The next morning my husband, two girls and I got up to work in the yard, our usual weekend activity. Our property back up to woodlands, so there is always much work to be done. We were going about our business and my dad was on my mind when suddenly my husband turned the mower off and I was struck by the deafening silence. Something made me stand up from my weeding at the edge of the forest and look up into the trees. I began to notice a low dull roar in the distance. It was the wind. It was building slowly like a tidal wave, rustling the bright green leaves high in the canopy along its way. I could hear it coming and I could see the tree trunks sway like wind chimes as it got closer and closer.

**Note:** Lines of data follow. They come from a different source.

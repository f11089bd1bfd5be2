pub mod broker;
pub mod cancel;
pub mod doctor;
pub mod gate;
pub mod resume;
pub mod run;
pub mod status;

As it approached, something prompted me to completely surrender to the crash of warm air as it broke through the trees and enveloped me. A certain peace came over my whole body; a knowing that silently over-took me. My father was going to die. A thought that never occurred to me until that very moment. A moment when I felt instantly en-wrapped, supported against the very weight of such a heavy notion; a life-altering notion. A message that could only come from the Divine. It took the rest of the day for that truth to really sink in.
Later that night, I was able to talk to my dad in the hospital. He had a defiant tone. When he finally mentioned the test results he said it might be lymphoma. When I pressed for more information, he became agitated. “If it’s a tumor, we’ll cut it out. If it’s not, we’ll do radiation,” he quipped. I thought he was mad at me. He often was. “I’m sorry you are in so much pain, Dad,” I said. “I love you.” “I love you, too,” he replied and we said good night.
That night, I got a call at 3 am. I knew before I even reached for the phone. My father had died. In that moment all of the stages of grief rushed over me at once. Losing a parent is profound. His father, my grandfather had just passed a few short months before and my dad took that loss hard. My dad was one month shy of his 55th birthday. Nothing made sense in the real world yet in the storm of all those emotions, I somehow knew that I was not alone and that I was going to be okay.